◆ **DIRECTIONS**
Out of the material that follows, write out exactly the lines from the line with "emitted in a fixed" to the line with "link target at", both ends included, and no others.

◆ **EXTRACTED RECORDS**
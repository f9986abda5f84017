//! Links phase: link integrity and orphaned docs.
//!
//! Both rules are capped; anything past the cap collapses into a single
//! info-severity overflow finding.

use super::base::{display_name, Detector};
use crate::bounded::cap_with_overflow;
use crate::config::Thresholds;
use crate::error::Result;
use crate::markdown::{first_line_containing, read_document, Document};
use crate::models::{Finding, FindingKind, Phase, Severity};
use crate::project::ProjectContext;
use std::collections::HashMap;
use std::path::Path;
use tracing::debug;

/// Detects broken relative links and docs nothing links to
#[derive(Debug, Default)]
pub struct LinksDetector {
    thresholds: Thresholds,
}

impl LinksDetector {
    pub fn new() -> Self {
        Self::default()
    }

    pub fn with_thresholds(thresholds: Thresholds) -> Self {
        Self { thresholds }
    }

    /// One finding per link occurrence whose target is missing
    fn broken_links(&self, ctx: &ProjectContext) -> Result<Vec<Finding>> {
        let mut missing: HashMap<&Path, bool> = HashMap::new();
        for path in ctx.distinct_link_targets() {
            missing.insert(path, matches!(read_document(path)?, Document::Missing));
        }

        let findings = ctx
            .links
            .iter()
            .filter(|link| missing.get(link.absolute.as_path()).copied().unwrap_or(false))
            .map(|link| {
                Finding::new(
                    FindingKind::BrokenLink,
                    Severity::High,
                    &ctx.context_path,
                    first_line_containing(&ctx.content, &link.raw),
                    format!("Broken link: {} does not exist", link.raw),
                )
            })
            .collect();

        Ok(cap_with_overflow(findings, self.thresholds.emission_cap, |dropped| {
            Finding::new(
                FindingKind::BrokenLinkOverflow,
                Severity::Info,
                &ctx.context_path,
                1,
                format!("{} more not shown", dropped),
            )
        }))
    }

    fn orphan_docs(&self, ctx: &ProjectContext) -> Vec<Finding> {
        let source = display_name(&ctx.context_path);
        let findings = ctx
            .orphan_docs()
            .into_iter()
            .map(|path| {
                let message = format!("{} is not linked from {}", display_name(&path), source);
                Finding::new(FindingKind::OrphanDoc, Severity::Medium, path, 1, message)
            })
            .collect();

        cap_with_overflow(findings, self.thresholds.emission_cap, |dropped| {
            Finding::new(
                FindingKind::OrphanDocOverflow,
                Severity::Info,
                ctx.docs_dir(),
                1,
                format!("{} more not shown", dropped),
            )
        })
    }
}

impl Detector for LinksDetector {
    fn name(&self) -> &'static str {
        "LinksDetector"
    }

    fn description(&self) -> &'static str {
        "Detects broken relative links and orphaned docs"
    }

    fn phase(&self) -> Phase {
        Phase::Links
    }

    fn detect(&self, ctx: &ProjectContext) -> Result<Vec<Finding>> {
        let mut findings = self.broken_links(ctx)?;
        findings.extend(self.orphan_docs(ctx));
        debug!("Links phase: {} findings", findings.len());
        Ok(findings)
    }
}

#[cfg(test)]
mod tests {
    use super::*;
    use crate::project::AnalysisOptions;
    use std::fs;

    fn load(dir: &Path) -> ProjectContext {
        ProjectContext::load(dir, &AnalysisOptions::default()).expect("context loads")
    }

    #[test]
    fn test_broken_link_line_and_message() {
        let dir = tempfile::tempdir().unwrap();
        fs::write(dir.path().join("CLAUDE.md"), "# P\n\nRead [guide](docs/guide.md)\n").unwrap();

        let findings = LinksDetector::new().detect(&load(dir.path())).unwrap();
        assert_eq!(findings.len(), 1);
        assert_eq!(findings[0].kind, FindingKind::BrokenLink);
        assert_eq!(findings[0].severity, Severity::High);
        assert_eq!(findings[0].line, 3);
        assert_eq!(findings[0].message, "Broken link: docs/guide.md does not exist");
    }

    #[test]
    fn test_existing_link_and_directory_link_are_fine() {
        let dir = tempfile::tempdir().unwrap();
        fs::create_dir_all(dir.path().join("docs")).unwrap();
        fs::write(dir.path().join("docs/a.md"), "# A").unwrap();
        fs::write(dir.path().join("CLAUDE.md"), "# P\n[a](docs/a.md) [d](docs)\n").unwrap();

        assert!(LinksDetector::new().detect(&load(dir.path())).unwrap().is_empty());
    }

    #[test]
    fn test_orphan_message_names_context_file() {
        let dir = tempfile::tempdir().unwrap();
        fs::create_dir_all(dir.path().join("docs")).unwrap();
        fs::write(dir.path().join("docs/lonely.md"), "# L").unwrap();
        fs::write(dir.path().join("CLAUDE.md"), "# P\n").unwrap();

        let findings = LinksDetector::new().detect(&load(dir.path())).unwrap();
        assert_eq!(findings.len(), 1);
        assert_eq!(findings[0].kind, FindingKind::OrphanDoc);
        assert_eq!(findings[0].message, "lonely.md is not linked from CLAUDE.md");
    }

    #[test]
    fn test_broken_links_capped() {
        let dir = tempfile::tempdir().unwrap();
        let body: String = (0..12).map(|i| format!("[x](gone{}.md)\n", i)).collect();
        fs::write(dir.path().join("CLAUDE.md"), format!("# P\n{}", body)).unwrap();

        let findings = LinksDetector::new().detect(&load(dir.path())).unwrap();
        assert_eq!(findings.len(), 11);
        assert_eq!(findings[10].kind, FindingKind::BrokenLinkOverflow);
        assert_eq!(findings[10].severity, Severity::Info);
        assert_eq!(findings[10].message, "2 more not shown");
    }
}
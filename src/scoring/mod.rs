//! Context Complexity Score (CCS)
//!
//! A single weighted measure of how over-specified a project's agent
//! context is. Rules are evaluated independently and emitted in a fixed
//! order; the total is the plain sum of factor scores.
//!
//! # Rule Table
//!
//! ```text
//! monolith             context file >= 300 lines                    3
//! role_mixing          headings span >= 3 role categories           2
//! tool_forcing         "always use" / "must use" anywhere           2
//! index_content_leak   >= 3 code blocks or >= 2 paragraphs >= 300ch 2
//! no_docs_separation   >= 30 lines and no relative links            1
//! broken_link          per link whose target does not exist         2
//! headerless_doc       linked doc not starting with '#'             1
//! fat_doc              linked/orphan doc >= 200 lines (first 10)    2
//! orphan_doc           docs/*.md not linked (first 10)              1
//! ```
//!
//! Capped rules append a zero-score `*_overflow` factor whose detail
//! carries the number of entries left out.
//!
//! # Rating
//!
//! - `0..=2`  Safe
//! - `3..=5`  Risk
//! - `>= 6`   High Over-Specification

mod ccs;

pub use ccs::{calculate_ccs, CcsScorer};
//! Token estimation for the context an agent loads up front.
//!
//! Counts the context file plus every distinct existing link target at
//! four characters per token.

use crate::config::{load_project_config, resolve_context_file};
use crate::markdown::{extract_relative_links, read_document, resolve_links, Document};
use crate::paths;
use crate::project::AnalysisOptions;
use serde::{Deserialize, Serialize};
use std::collections::HashSet;
use std::path::{Path, PathBuf};
use tracing::debug;

const CHARS_PER_TOKEN: usize = 4;

/// Whether a file is the index or reached through it
#[derive(Debug, Clone, Copy, PartialEq, Eq, Serialize, Deserialize)]
#[serde(rename_all = "lowercase")]
pub enum FileRole {
    Index,
    Linked,
}

#[derive(Debug, Clone, PartialEq, Eq, Serialize, Deserialize)]
pub struct FileTokens {
    pub file: PathBuf,
    pub chars: usize,
    pub tokens: usize,
    pub role: FileRole,
}

impl FileTokens {
    fn new(file: PathBuf, text: &str, role: FileRole) -> Self {
        let chars = text.chars().count();
        Self {
            file,
            chars,
            tokens: tokens_for(chars),
            role,
        }
    }
}

#[derive(Debug, Clone, Default, PartialEq, Eq, Serialize, Deserialize)]
pub struct TokenEstimate {
    pub total_chars: usize,
    pub estimated_tokens: usize,
    pub files: Vec<FileTokens>,
}

/// `ceil(chars / 4)`
pub fn tokens_for(chars: usize) -> usize {
    chars.div_ceil(CHARS_PER_TOKEN)
}

/// Estimate tokens for the project at `root`.
///
/// A missing context file yields an all-zero estimate. Link targets that
/// are missing, directories or unreadable are skipped.
pub fn estimate_tokens(root: &Path, options: &AnalysisOptions) -> TokenEstimate {
    let root = paths::absolutize(root);
    let config = load_project_config(&root);
    let context_path = resolve_context_file(&root, options.context_file.as_deref(), &config);

    let Ok(Document::Text(content)) = read_document(&context_path) else {
        debug!("No context file at {}, nothing to estimate", context_path.display());
        return TokenEstimate::default();
    };

    let mut files = vec![FileTokens::new(context_path.clone(), &content, FileRole::Index)];
    let mut seen: HashSet<PathBuf> = HashSet::from([context_path]);

    for link in resolve_links(&root, &extract_relative_links(&content)) {
        if !seen.insert(link.absolute.clone()) {
            continue;
        }
        match read_document(&link.absolute) {
            Ok(Document::Text(text)) => {
                files.push(FileTokens::new(link.absolute, &text, FileRole::Linked))
            }
            Ok(_) => {}
            Err(e) => debug!("Skipping linked file: {}", e),
        }
    }

    let total_chars = files.iter().map(|f| f.chars).sum();
    TokenEstimate {
        total_chars,
        estimated_tokens: tokens_for(total_chars),
        files,
    }
}
//! Text (terminal) reporter with colors and formatting

use super::Report;
use crate::models::{AnalysisResult, DetectionResult, Finding, FindingsSummary, Rating, Severity};
use crate::probe::{ProbeBatch, ProbeQuestion};
use crate::tokens::{FileRole, TokenEstimate};
use anyhow::Result;
use console::style;

/// Render a result as formatted terminal output
pub fn render<R: Report + ?Sized>(result: &R) -> Result<String> {
    Ok(result.to_text())
}

/// Severity tag
fn severity_tag(severity: Severity) -> String {
    let tag = match severity {
        Severity::High => "[H]",
        Severity::Medium => "[M]",
        Severity::Low => "[L]",
        Severity::Info => "[I]",
    };
    match severity {
        Severity::High => style(tag).red().bold().to_string(),
        Severity::Medium => style(tag).yellow().to_string(),
        Severity::Low => style(tag).cyan().to_string(),
        Severity::Info => style(tag).dim().to_string(),
    }
}

fn rating_label(rating: Rating) -> String {
    match rating {
        Rating::Safe => style(rating.as_str()).green().bold().to_string(),
        Rating::Risk => style(rating.as_str()).yellow().bold().to_string(),
        Rating::HighOverSpecification => style(rating.as_str()).red().bold().to_string(),
    }
}

fn plural(n: usize, word: &str) -> String {
    if n == 1 {
        format!("{} {}", n, word)
    } else {
        format!("{} {}s", n, word)
    }
}

impl Report for AnalysisResult {
    fn to_text(&self) -> String {
        let mut out = String::new();
        out.push_str(&format!("{}\n", style("Context Complexity Score").bold()));
        out.push_str(&format!(
            "Total: {}  Rating: {}\n",
            style(self.total).bold(),
            rating_label(self.rating)
        ));
        if self.factors.is_empty() {
            out.push_str(&format!("\n{}\n", style("No factors. Context looks lean.").green()));
            return out;
        }
        out.push('\n');
        for factor in &self.factors {
            out.push_str(&format!(
                "  {:>2}  {:<20} {}",
                factor.score,
                factor.name.as_str(),
                style(factor.file.display()).dim()
            ));
            if let Some(detail) = &factor.detail {
                out.push_str(&format!(" ({})", detail));
            }
            out.push('\n');
        }
        out
    }
}

fn write_finding(out: &mut String, finding: &Finding) {
    out.push_str(&format!(
        "  {} {} {}:{}\n",
        severity_tag(finding.severity),
        style(finding.kind.as_str()).bold(),
        finding.file.display(),
        finding.line
    ));
    out.push_str(&format!("      {}\n", finding.message));
}

impl Report for DetectionResult {
    fn to_text(&self) -> String {
        let mut out = String::new();
        let summary = FindingsSummary::from_findings(&self.findings);
        out.push_str(&format!(
            "{} ({})\n",
            style(format!("Phase: {}", self.phase)).bold(),
            plural(summary.total, "finding")
        ));
        if self.findings.is_empty() {
            out.push_str(&format!("{}\n", style("No anti-patterns found.").green()));
            return out;
        }
        out.push_str(&format!(
            "   {} high  {} medium  {} low  {} info\n\n",
            style(summary.high).red().bold(),
            style(summary.medium).yellow(),
            style(summary.low).cyan(),
            style(summary.info).dim()
        ));
        for finding in &self.findings {
            write_finding(&mut out, finding);
        }
        out
    }
}

impl Report for TokenEstimate {
    fn to_text(&self) -> String {
        let mut out = String::new();
        out.push_str(&format!(
            "{} ~{} tokens ({} chars)\n",
            style("Token estimate:").bold(),
            style(self.estimated_tokens).bold(),
            self.total_chars
        ));
        for file in &self.files {
            let role = match file.role {
                FileRole::Index => "index ",
                FileRole::Linked => "linked",
            };
            out.push_str(&format!(
                "  {} {:>8} tokens  {}\n",
                style(role).dim(),
                file.tokens,
                file.file.display()
            ));
        }
        out
    }
}

impl Report for Vec<String> {
    fn to_text(&self) -> String {
        let mut out = String::new();
        for (i, statement) in self.iter().enumerate() {
            out.push_str(&format!("{:>3}. {}\n", i + 1, statement));
        }
        out
    }
}

impl Report for Vec<ProbeQuestion> {
    fn to_text(&self) -> String {
        let mut out = String::new();
        for (i, q) in self.iter().enumerate() {
            out.push_str(&format!("{:>3}. {}\n", i + 1, style(&q.question).bold()));
            out.push_str(&format!("     {}\n", style(&q.original).dim()));
        }
        out
    }
}

impl Report for Vec<ProbeBatch> {
    fn to_text(&self) -> String {
        let mut out = String::new();
        for batch in self {
            out.push_str(&format!(
                "{}\n",
                style(format!(
                    "Batch {} ({})",
                    batch.batch_id,
                    plural(batch.statements.len(), "statement")
                ))
                .bold()
            ));
            out.push_str(&format!("{}\n", batch.prompt));
        }
        out
    }
}
//! Classification rules shared by the CCS scorer and the detectors.

use crate::config::Thresholds;
use crate::markdown::{count_code_blocks, segment_paragraphs};
use regex::Regex;
use std::sync::OnceLock;

/// A responsibility a heading can signal
#[derive(Debug, Clone, Copy)]
pub struct RoleCategory {
    pub label: &'static str,
    /// Case-insensitive substrings
    pub keywords: &'static [&'static str],
}

/// Categories counted by the CCS `role_mixing` factor
pub const SCORING_ROLES: &[RoleCategory] = &[
    RoleCategory { label: "architecture", keywords: &["architect"] },
    RoleCategory { label: "style", keywords: &["style"] },
    RoleCategory { label: "testing", keywords: &["test"] },
    RoleCategory { label: "deploy", keywords: &["deploy"] },
    RoleCategory { label: "tooling", keywords: &["tool"] },
    RoleCategory { label: "api", keywords: &["api"] },
    RoleCategory { label: "git/ci", keywords: &["git", "ci", "workflow"] },
    RoleCategory { label: "security/devops", keywords: &["security", "infra", "devops"] },
    RoleCategory { label: "conventions", keywords: &["convention"] },
];

/// Categories reported by the structure phase `role_mixing` finding
pub const DETECTOR_ROLES: &[RoleCategory] = &[
    RoleCategory { label: "style/naming", keywords: &["style", "naming", "convention"] },
    RoleCategory { label: "tools/build", keywords: &["tool", "build"] },
    RoleCategory { label: "rules/behavior", keywords: &["rule", "behavior", "behaviour"] },
    RoleCategory { label: "architecture/design", keywords: &["architect", "design"] },
    RoleCategory { label: "testing", keywords: &["test"] },
    RoleCategory { label: "deployment", keywords: &["deploy"] },
    RoleCategory { label: "api", keywords: &["api"] },
    RoleCategory { label: "git", keywords: &["git"] },
];

impl RoleCategory {
    pub fn matches(&self, heading: &str) -> bool {
        let lower = heading.to_lowercase();
        self.keywords.iter().any(|k| lower.contains(k))
    }
}

/// Distinct category labels matched by any heading, in table order
pub fn matched_roles(headings: &[&str], table: &[RoleCategory]) -> Vec<&'static str> {
    table
        .iter()
        .filter(|cat| headings.iter().any(|h| cat.matches(h)))
        .map(|cat| cat.label)
        .collect()
}

static TOOL_FORCING: OnceLock<Regex> = OnceLock::new();

fn tool_forcing_pattern() -> &'static Regex {
    TOOL_FORCING.get_or_init(|| Regex::new(r"(?i)\b(?:always use|must use)\b").expect("valid regex"))
}

/// Whether the text mandates a tool anywhere ("always use" / "must use")
pub fn has_tool_forcing(text: &str) -> bool {
    tool_forcing_pattern().is_match(text)
}

/// `(1-based line, line)` for every line that mandates a tool
pub fn tool_forcing_lines(text: &str) -> Vec<(usize, &str)> {
    text.split('\n')
        .enumerate()
        .filter(|(_, line)| tool_forcing_pattern().is_match(line))
        .map(|(i, line)| (i + 1, line))
        .collect()
}

/// Inline content weight of an index document
#[derive(Debug, Clone, Copy, PartialEq, Eq)]
pub struct ContentLoad {
    pub code_blocks: usize,
    pub long_paragraphs: usize,
}

impl ContentLoad {
    pub fn measure(text: &str, thresholds: &Thresholds) -> Self {
        let long_paragraphs = segment_paragraphs(text)
            .iter()
            .filter(|p| p.char_count() >= thresholds.long_paragraph_chars)
            .count();
        Self {
            code_blocks: count_code_blocks(text),
            long_paragraphs,
        }
    }

    /// Content that belongs in linked docs rather than the index
    pub fn leaks(&self, thresholds: &Thresholds) -> bool {
        self.code_blocks >= thresholds.code_block_leak
            || self.long_paragraphs >= thresholds.long_paragraph_leak
    }
}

◆ **RESULT FOR THIS TASK**
//! context is. Rules are evaluated independently and emitted in a fixed
//! order; the total is the plain sum of factor scores.
//!
//! # Rule Table
//!
//! ```text
//! monolith             context file >= 300 lines                    3
//! role_mixing          headings span >= 3 role categories           2
//! tool_forcing         "always use" / "must use" anywhere           2
//! index_content_leak   >= 3 code blocks or >= 2 paragraphs >= 300ch 2
//! no_docs_separation   >= 30 lines and no relative links            1
//! broken_link          per link whose target does not exist         2
//! headerless_doc       linked doc not starting with '#'             1
//! fat_doc              linked/orphan doc >= 200 lines (first 10)    2
//! orphan_doc           docs/*.md not linked (first 10)              1
//! ```
//!
//! Capped rules append a zero-score `*_overflow` factor whose detail
//! carries the number of entries left out.
//!
//! # Rating
//!
//! - `0..=2`  Safe
//! - `3..=5`  Risk
//! - `>= 6`   High Over-Specification

mod ccs;

pub use ccs::{calculate_ccs, CcsScorer};
//! Token estimation for the context an agent loads up front.
//!
//! Counts the context file plus every distinct existing link target at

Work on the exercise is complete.